The next easiest/cost effective way seems to be to buy a decent, low-end 7-string with a 1-7/8" (48 mm) nut and flat mount bridge. Then you can re-drill or re-make the bridge, re-use the saddles and cut a custom nut. That will be cheaper than the previous options, if you can live with the some strings being over poles in the pick-ups and some not. Replacing the pick-ups could tremendously increase the cost. If you're switching to EMG's, it would also require some routing. The cheapest regular retail solution I've encountered would be buying a set of Carvin C26 pickups -- They have 13-poles per coil. You could also get one or more A26's if you want an HSS or HSH set-up. Another option here would be to buy a Schaller Guitarbridge 3D-6 - that will let you adjust the bridge string spacing up to ~2-1/4" (56.5 mm), but that puts you back in the realm of "normal" string spacing at the bridge.

Along this same line, you could get a TOM-bridged 7-string an replace the bridge with a Schaller Guitarbridge STM -- that will give you a maximum E-to-E width of just over 2-1/4" (57.5 mm), but will definitely require more handiwork because the posts will not align well at all.

These two methods could be as cheap as a couple of hundred dollars to easily over $500, depending on what you start with and what you replace.

Then there's the real of more aggressive "conversions". You can get short-scaled basses with nuts that are 1-7/8" or greater, but you'll have to do a lot more than replace the nut and tweak/replace the bridge. Some of Rondo Music's basses seem to decent starting points, but the effort/price point seemed to be too steep to be worth it. The one exception (IMHO) would be to get a fretless 5 or 6 string short-scale bass, replace the bridge with DIY single string bridges, route the body for slanted pick-ups and fret the neck for a multi-scale guitar. This would take a lot of DIY time & skill, but to get a wide-neck multi-scale for about $600, would be pretty killer.

{EDIT: I forgot "Partcasters" and Warmoth/USACG builds}
If you have easy access to one or more "parts" that can be repurposed, and the skill, you can always go the Partscaster/Frankenstrat route. The amount of effort and price can vary tremendously.

You can also go the route of buying neck, body, etc. from Warmoth or USACG, hardware, pick-ups, finish, etc. and assemble/finish your own. The last time I priced this out, parts, hardware and finish alone were in the same ballpark as a semi-custom Klein-inspired headless from B&V WoodWorks, so the (cost*time) factor made it not worth it, for me, to go that route.
{TIDE}

Then you hit the realm of DIY/Custom builds.  DIYing something custom really isn't going to cost you any more than any other DIY build, but depending on what you want spacing-wise at the bridge, you may have to spend more dollars on pick-ups and more time making a custom bridge.
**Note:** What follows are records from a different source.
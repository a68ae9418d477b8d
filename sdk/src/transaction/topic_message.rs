//! Consensus-service message submission.
//!
//! Messages longer than one chunk are split and each piece is submitted as
//! its own transaction. Every piece carries a header naming the chain's
//! initial transaction ID, its 1-based position and the chain length so
//! subscribers can reassemble the message.

use super::builder::Transaction;
use super::chunk::{ChunkData, ChunkInfo};
use super::data::TransactionData;
use crate::config::{DEFAULT_MAX_CHUNKS, TOPIC_MESSAGE_CHUNK_SIZE};
use crate::entity::{EntityId, TopicId};
use crate::error::{Error, Result};
use crate::proto::{services, FromProtobuf, ToProtobuf};

pub type TopicMessageSubmitTransaction = Transaction<TopicMessageSubmitData>;

#[derive(Debug, Clone, PartialEq, Eq)]
pub struct TopicMessageSubmitData {
    topic_id: Option<TopicId>,
    chunks: ChunkData,
}

impl Default for TopicMessageSubmitData {
    fn default() -> Self {
        Self {
            topic_id: None,
            chunks: ChunkData::new(TOPIC_MESSAGE_CHUNK_SIZE, DEFAULT_MAX_CHUNKS),
        }
    }
}

impl TopicMessageSubmitData {
    pub fn topic_id(&self) -> Option<TopicId> {
        self.topic_id
    }

    pub fn message(&self) -> &[u8] {
        &self.chunks.data
    }
}

impl TopicMessageSubmitTransaction {
    pub fn topic_id(mut self, topic_id: TopicId) -> Self {
        self.data_mut().topic_id = Some(topic_id);
        self
    }

    pub fn message(mut self, message: impl Into<Vec<u8>>) -> Self {
        self.data_mut().chunks.data = message.into();
        self
    }

    pub fn max_chunks(mut self, max_chunks: usize) -> Self {
        self.data_mut().chunks.max_chunks = max_chunks;
        self
    }

    pub fn chunk_size(mut self, chunk_size: usize) -> Self {
        self.data_mut().chunks.chunk_size = chunk_size;
        self
    }
}

impl TransactionData for TopicMessageSubmitData {
    fn method(&self) -> &'static str {
        "proto.ConsensusService/submitMessage"
    }

    fn chunk_data(&self) -> Option<&ChunkData> {
        Some(&self.chunks)
    }

    fn entity_ids(&self) -> Vec<EntityId> {
        self.topic_id.iter().map(TopicId::entity_id).collect()
    }

    fn to_body_data(&self, chunk: &ChunkInfo) -> services::transaction_body::Data {
        services::transaction_body::Data::ConsensusSubmitMessage(
            services::ConsensusSubmitMessageTransactionBody {
                topic_id: self.topic_id.map(|id| id.to_protobuf()),
                message: self.chunks.chunk(chunk.current).to_vec(),
                chunk_info: chunk.to_consensus_chunk_info(),
            },
        )
    }

    fn from_body_data(chunks: Vec<services::transaction_body::Data>) -> Result<Self> {
        let total = chunks.len();
        let mut data = Self::default();
        data.chunks.max_chunks = data.chunks.max_chunks.max(total);

        for (index, chunk) in chunks.into_iter().enumerate() {
            let services::transaction_body::Data::ConsensusSubmitMessage(body) = chunk else {
                return Err(Error::decode("transaction body is not a topic message submit"));
            };
            let topic_id = body.topic_id.map(TopicId::from_protobuf).transpose()?;
            if index == 0 {
                data.topic_id = topic_id;
                if total > 1 {
                    data.chunks.chunk_size = body.message.len().max(1);
                }
            } else if topic_id != data.topic_id {
                return Err(Error::decode("chunks address different topics"));
            }
            data.chunks.data.extend_from_slice(&body.message);
        }

        Ok(data)
    }
}

#[cfg(test)]
mod tests {
    use super::*;
    use crate::transaction::TransactionId;

    fn initial() -> TransactionId {
        "0.0.1001@1700000000.000000000".parse().unwrap()
    }

    #[test]
    fn defaults_follow_network_limits() {
        let data = TopicMessageSubmitData::default();
        assert_eq!(data.chunks.chunk_size, 1024);
        assert_eq!(data.chunks.max_chunks, 20);
    }

    #[test]
    fn single_chunk_carries_no_header() {
        let tx = TopicMessageSubmitTransaction::new()
            .topic_id(TopicId::new(0, 0, 7))
            .message("hello");
        let services::transaction_body::Data::ConsensusSubmitMessage(body) =
            tx.data().to_body_data(&ChunkInfo::single(initial()))
        else {
            panic!("wrong body kind");
        };
        assert!(body.chunk_info.is_none());
        assert_eq!(body.message, b"hello");
    }

    #[test]
    fn chained_chunks_reassemble() {
        let message: Vec<u8> = (0..2500u32).map(|i| i as u8).collect();
        let tx = TopicMessageSubmitTransaction::new()
            .topic_id(TopicId::new(0, 0, 7))
            .message(message.clone());
        let total = tx.data().chunk_count().unwrap();
        assert_eq!(total, 3);

        let bodies: Vec<_> = (0..total)
            .map(|i| tx.data().to_body_data(&ChunkInfo::new(i, total, initial())))
            .collect();
        let restored = TopicMessageSubmitData::from_body_data(bodies).unwrap();
        assert_eq!(restored.message(), &message[..]);
        assert_eq!(restored.topic_id(), Some(TopicId::new(0, 0, 7)));
        assert_eq!(restored.chunks.chunk_size, 1024);
    }

    #[test]
    fn oversized_message_is_rejected() {
        let tx = TopicMessageSubmitTransaction::new()
            .message(vec![0u8; 1024 * 3 + 1])
            .max_chunks(3);
        assert!(matches!(
            tx.data().chunk_count(),
            Err(Error::MaxChunksExceeded { required: 4, max: 3 })
        ));
    }
}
Depending on what tools/materials you have this could be as cheap as about $200, up through the range of the less expensive builders and beyond.

If you're looking at a professional luthier, again, the range is huge. If you're more budget-minded, I suggest looking at Brian Shultz at B&V WoodWorks He's a no-frills builder that seems to put-out good work. He also has the advantages of having made some great-looking headless Klien-inspired models (look on eBay and YouTube) and multi-scaled guitars with straight bridges.

Ray


----------



## xtrustisyoursx (Apr 12, 2011)

I've seen some really huge dudes play insanely well on a normal guitar. It makes me wonder if there is a technique problem.


----------



## ElRay (Apr 12, 2011)

xtrustisyoursx said:


> I've seen some really huge dudes play insanely well on a normal guitar. It makes me wonder if there is a technique problem.
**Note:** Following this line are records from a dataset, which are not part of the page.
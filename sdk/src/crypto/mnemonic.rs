//! # Mnemonic Phrases
//!
//! BIP-39 recovery phrases and the key paths the network's wallets agree on.
//!
//! A phrase is 12 or 24 words from the English list, encoding 128 or 256 bits
//! of entropy plus a short SHA-256 checksum. From the phrase:
//!
//! ```text
//! words ──PBKDF2-HMAC-SHA512 (2048 rounds, salt "mnemonic"+passphrase)──► seed (64 bytes)
//! seed  ──SLIP-10 "ed25519 seed"──► m/44'/3030'/0'/0'     to_private_key
//!                                  m/44'/3030'/0'/0'/i'   to_standard_ed25519_private_key
//! seed  ──BIP-32  "Bitcoin seed"──► m/44'/3030'/0'/0/i    to_standard_ecdsa_secp256k1_private_key
//! ```
//!
//! The same words and passphrase always produce the same key. Change the
//! passphrase and you get a different, equally valid wallet, which is the
//! point of having one.

use std::fmt;
use std::str::FromStr;

use bip39::Language;
use rand::rngs::OsRng;
use rand::RngCore;

use super::derive::{self, HARDENED};
use super::keys::{KeyAlgorithm, PrivateKey};
use crate::error::{Error, Result};

const SEED_LEN: usize = 64;

/// `44'/3030'/0'/0'`, shared by every path below.
const ACCOUNT_PATH: [u32; 4] = [44 | HARDENED, 3030 | HARDENED, HARDENED, HARDENED];

/// A validated 12- or 24-word recovery phrase.
#[derive(Clone, PartialEq, Eq)]
pub struct Mnemonic(bip39::Mnemonic);

impl Mnemonic {
    /// A fresh 12-word phrase (128 bits of entropy).
    pub fn generate_12() -> Result<Self> {
        Self::generate_from_rng(&mut OsRng, 12)
    }

    /// A fresh 24-word phrase (256 bits of entropy).
    pub fn generate_24() -> Result<Self> {
        Self::generate_from_rng(&mut OsRng, 24)
    }

    /// A phrase of `words` words (12 or 24) drawn from `rng`.
    pub fn generate_from_rng<R: RngCore>(rng: &mut R, words: usize) -> Result<Self> {
        let len = match words {
            12 => 16,
            24 => 32,
            n => {
                return Err(Error::parse(format!("mnemonic must have 12 or 24 words, got {n}")))
            }
        };
        let mut entropy = [0u8; 32];
        rng.fill_bytes(&mut entropy[..len]);
        Self::from_entropy(&entropy[..len])
    }

    /// The phrase encoding `entropy`, which must be 16 or 32 bytes.
    pub fn from_entropy(entropy: &[u8]) -> Result<Self> {
        if !matches!(entropy.len(), 16 | 32) {
            return Err(Error::parse(format!(
                "mnemonic entropy must be 16 or 32 bytes, got {}",
                entropy.len()
            )));
        }
        bip39::Mnemonic::from_entropy_in(Language::English, entropy)
            .map(Self)
            .map_err(|err| Error::parse(format!("invalid mnemonic entropy: {err}")))
    }

    pub fn words(&self) -> impl Iterator<Item = &'static str> + '_ {
        self.0.words()
    }

    pub fn word_count(&self) -> usize {
        self.0.word_count()
    }

    /// The BIP-39 seed for `passphrase`.
    pub fn to_seed(&self, passphrase: &str) -> [u8; SEED_LEN] {
        self.0.to_seed(passphrase)
    }

    /// The Ed25519 account key at `m/44'/3030'/0'/0'`.
    ///
    /// The result carries a chain code, so further children can be taken
    /// with [`PrivateKey::derive`].
    pub fn to_private_key(&self, passphrase: &str) -> Result<PrivateKey> {
        let mut key = derive::ed25519_master(&self.to_seed(passphrase))?;
        for index in ACCOUNT_PATH {
            key = derive::ed25519_child(&key, index)?;
        }
        PrivateKey::from_extended(KeyAlgorithm::Ed25519, &key)
    }

    /// The Ed25519 key at `m/44'/3030'/0'/0'/index'`.
    pub fn to_standard_ed25519_private_key(
        &self,
        passphrase: &str,
        index: u32,
    ) -> Result<PrivateKey> {
        if index & HARDENED != 0 {
            return Err(Error::KeyDerive(format!(
                "index {index} must be below 2^31"
            )));
        }
        self.to_private_key(passphrase)?.derive(index | HARDENED)
    }

    /// The secp256k1 key at `m/44'/3030'/0'/0/index`.
    pub fn to_standard_ecdsa_secp256k1_private_key(
        &self,
        passphrase: &str,
        index: u32,
    ) -> Result<PrivateKey> {
        let mut key = derive::secp256k1_master(&self.to_seed(passphrase))?;
        let path = [44 | HARDENED, 3030 | HARDENED, HARDENED, 0, index];
        for step in path {
            key = derive::secp256k1_child(&key, step)?;
        }
        PrivateKey::from_extended(KeyAlgorithm::EcdsaSecp256k1, &key)
    }
}

impl FromStr for Mnemonic {
    type Err = Error;

    /// Words are matched case-sensitively against the English list and the
    /// checksum must hold.
    fn from_str(s: &str) -> Result<Self> {
        let count = s.split_whitespace().count();
        if count != 12 && count != 24 {
            return Err(Error::parse(format!(
                "mnemonic must have 12 or 24 words, got {count}"
            )));
        }
        let words = s.split_whitespace().collect::<Vec<_>>().join(" ");
        bip39::Mnemonic::parse_in_normalized(Language::English, &words)
            .map(Self)
            .map_err(|err| Error::parse(format!("invalid mnemonic: {err}")))
    }
}

impl fmt::Display for Mnemonic {
    fn fmt(&self, f: &mut fmt::Formatter<'_>) -> fmt::Result {
        fmt::Display::fmt(&self.0, f)
    }
}

impl fmt::Debug for Mnemonic {
    fn fmt(&self, f: &mut fmt::Formatter<'_>) -> fmt::Result {
        // The phrase is a secret.
        write!(f, "Mnemonic({} words)", self.word_count())
    }
}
Yes, people keep saying that, and poor technique is likely the issue for the majority of folks that complain about narrow nuts. If you've got thick but pointy fingers, then technique/practice would allow you to get your fingers between the strings in the lower registers. Playing style accounts for a lot too. If you only play up the neck, don't play a lot of open/Lifesong chords, don't play fingerstyle, etc. the spacing at the nut likely won't matter.

String spacing at the nut is even an issue even among average finger-sized people. Many, if not all, of the high-end acoustic manufactures make "Fingerstyle" acoustics with wider necks (I've seen off the shelf 6-string acoustics 1-7/8"/48 mm wide at the nut). If you look at a number of the several $k+ custom guitars posted on this site, you'll see a number that have wider string spacing at the nut. Case in point: http://www.sevenstring.org/forum/ex...ustom-made-carbon-fiber-emerald-9-string.html -- that one has ~0.34" (~9 mm) string-to-string spacing at the nut.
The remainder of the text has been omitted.